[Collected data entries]
..............................
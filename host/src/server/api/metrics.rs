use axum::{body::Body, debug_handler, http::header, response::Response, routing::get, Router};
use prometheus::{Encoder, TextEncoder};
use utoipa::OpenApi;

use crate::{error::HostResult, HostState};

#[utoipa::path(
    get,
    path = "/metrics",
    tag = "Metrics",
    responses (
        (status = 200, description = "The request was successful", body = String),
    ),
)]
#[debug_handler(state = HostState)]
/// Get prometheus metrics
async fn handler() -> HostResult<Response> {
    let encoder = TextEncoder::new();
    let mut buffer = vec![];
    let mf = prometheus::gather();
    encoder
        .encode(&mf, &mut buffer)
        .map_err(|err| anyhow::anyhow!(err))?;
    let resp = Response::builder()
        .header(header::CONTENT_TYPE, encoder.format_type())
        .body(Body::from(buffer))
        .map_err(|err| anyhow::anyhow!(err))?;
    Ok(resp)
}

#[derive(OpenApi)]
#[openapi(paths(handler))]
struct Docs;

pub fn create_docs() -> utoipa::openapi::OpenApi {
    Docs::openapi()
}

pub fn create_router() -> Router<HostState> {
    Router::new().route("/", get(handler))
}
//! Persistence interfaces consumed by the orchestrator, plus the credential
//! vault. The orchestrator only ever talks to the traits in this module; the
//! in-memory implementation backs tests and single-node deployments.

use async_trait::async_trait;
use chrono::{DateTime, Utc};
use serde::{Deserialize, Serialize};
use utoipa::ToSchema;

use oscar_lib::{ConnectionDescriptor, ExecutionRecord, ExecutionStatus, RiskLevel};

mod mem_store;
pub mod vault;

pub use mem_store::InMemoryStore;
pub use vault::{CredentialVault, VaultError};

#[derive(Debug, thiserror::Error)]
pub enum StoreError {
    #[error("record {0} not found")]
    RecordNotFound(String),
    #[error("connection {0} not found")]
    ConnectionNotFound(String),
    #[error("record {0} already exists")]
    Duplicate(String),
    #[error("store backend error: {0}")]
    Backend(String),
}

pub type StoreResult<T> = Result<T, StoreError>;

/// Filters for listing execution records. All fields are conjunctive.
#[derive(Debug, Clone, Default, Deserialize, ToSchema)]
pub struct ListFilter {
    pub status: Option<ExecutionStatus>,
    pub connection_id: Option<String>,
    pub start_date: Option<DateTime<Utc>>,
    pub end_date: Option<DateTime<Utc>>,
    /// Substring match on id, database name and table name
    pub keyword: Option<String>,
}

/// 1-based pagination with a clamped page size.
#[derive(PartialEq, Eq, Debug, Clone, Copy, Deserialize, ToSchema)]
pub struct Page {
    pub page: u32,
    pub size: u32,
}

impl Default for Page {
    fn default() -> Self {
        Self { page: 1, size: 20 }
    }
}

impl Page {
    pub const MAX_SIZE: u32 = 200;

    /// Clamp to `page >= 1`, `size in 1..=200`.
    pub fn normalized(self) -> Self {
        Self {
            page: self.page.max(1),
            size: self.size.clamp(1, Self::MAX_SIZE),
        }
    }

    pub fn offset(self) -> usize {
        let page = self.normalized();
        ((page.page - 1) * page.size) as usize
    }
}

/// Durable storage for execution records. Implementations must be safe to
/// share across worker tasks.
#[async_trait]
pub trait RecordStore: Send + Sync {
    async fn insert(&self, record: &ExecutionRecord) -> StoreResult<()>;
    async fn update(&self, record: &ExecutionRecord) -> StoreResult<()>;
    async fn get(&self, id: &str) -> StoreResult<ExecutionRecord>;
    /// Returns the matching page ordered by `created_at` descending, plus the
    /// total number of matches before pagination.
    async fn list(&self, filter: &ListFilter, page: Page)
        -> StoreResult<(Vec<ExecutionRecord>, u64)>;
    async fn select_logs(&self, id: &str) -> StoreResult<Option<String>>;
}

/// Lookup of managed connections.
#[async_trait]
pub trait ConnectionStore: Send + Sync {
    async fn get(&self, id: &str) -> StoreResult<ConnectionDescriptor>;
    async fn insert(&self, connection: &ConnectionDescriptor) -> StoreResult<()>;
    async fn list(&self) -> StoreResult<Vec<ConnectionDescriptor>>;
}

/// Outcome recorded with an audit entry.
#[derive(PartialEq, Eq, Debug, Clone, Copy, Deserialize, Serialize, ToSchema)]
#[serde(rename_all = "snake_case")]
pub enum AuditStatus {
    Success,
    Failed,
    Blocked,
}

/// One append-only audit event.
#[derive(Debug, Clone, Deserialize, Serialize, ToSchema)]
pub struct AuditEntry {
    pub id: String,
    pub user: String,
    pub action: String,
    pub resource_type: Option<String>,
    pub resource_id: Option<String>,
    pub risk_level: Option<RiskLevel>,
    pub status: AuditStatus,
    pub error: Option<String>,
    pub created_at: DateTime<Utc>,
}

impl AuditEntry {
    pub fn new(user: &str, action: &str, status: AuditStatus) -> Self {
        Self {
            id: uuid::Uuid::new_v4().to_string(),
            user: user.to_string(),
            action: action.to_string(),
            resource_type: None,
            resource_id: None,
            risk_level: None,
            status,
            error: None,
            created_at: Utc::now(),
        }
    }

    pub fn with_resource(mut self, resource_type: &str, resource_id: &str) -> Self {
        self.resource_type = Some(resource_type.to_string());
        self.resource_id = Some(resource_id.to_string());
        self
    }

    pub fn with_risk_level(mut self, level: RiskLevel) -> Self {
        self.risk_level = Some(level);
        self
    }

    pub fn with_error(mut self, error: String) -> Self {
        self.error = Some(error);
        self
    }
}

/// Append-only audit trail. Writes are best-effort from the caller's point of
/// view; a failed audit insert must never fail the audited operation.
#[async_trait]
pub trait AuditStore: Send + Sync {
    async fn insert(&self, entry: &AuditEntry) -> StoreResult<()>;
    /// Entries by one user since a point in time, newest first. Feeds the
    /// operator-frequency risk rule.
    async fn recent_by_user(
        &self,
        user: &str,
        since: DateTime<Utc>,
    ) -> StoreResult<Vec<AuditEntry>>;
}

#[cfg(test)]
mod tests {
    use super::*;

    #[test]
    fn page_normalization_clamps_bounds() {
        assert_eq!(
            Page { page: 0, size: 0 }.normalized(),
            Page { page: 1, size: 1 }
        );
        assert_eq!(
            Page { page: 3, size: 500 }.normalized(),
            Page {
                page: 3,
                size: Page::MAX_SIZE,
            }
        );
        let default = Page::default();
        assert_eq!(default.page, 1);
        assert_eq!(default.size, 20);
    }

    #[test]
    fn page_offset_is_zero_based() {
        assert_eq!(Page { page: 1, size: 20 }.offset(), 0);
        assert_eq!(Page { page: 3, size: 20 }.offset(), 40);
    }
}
..............................
* **WORK ORDER**
Nothing beyond the line that contains "Get prometheus metrics" belongs in the answer; reproduce the entries exactly from their first line through it.

* **TASK RESPONSE**
filename host/src/server/api/metrics.rs
use axum::{body::Body, debug_handler, http::header, response::Response, routing::get, Router};
use prometheus::{Encoder, TextEncoder};
use utoipa::OpenApi;

use crate::{error::HostResult, HostState};

#[utoipa::path(
    get,
    path = "/metrics",
    tag = "Metrics",
    responses (
        (status = 200, description = "The request was successful", body = String),
    ),
)]
#[debug_handler(state = HostState)]
/// Get prometheus metrics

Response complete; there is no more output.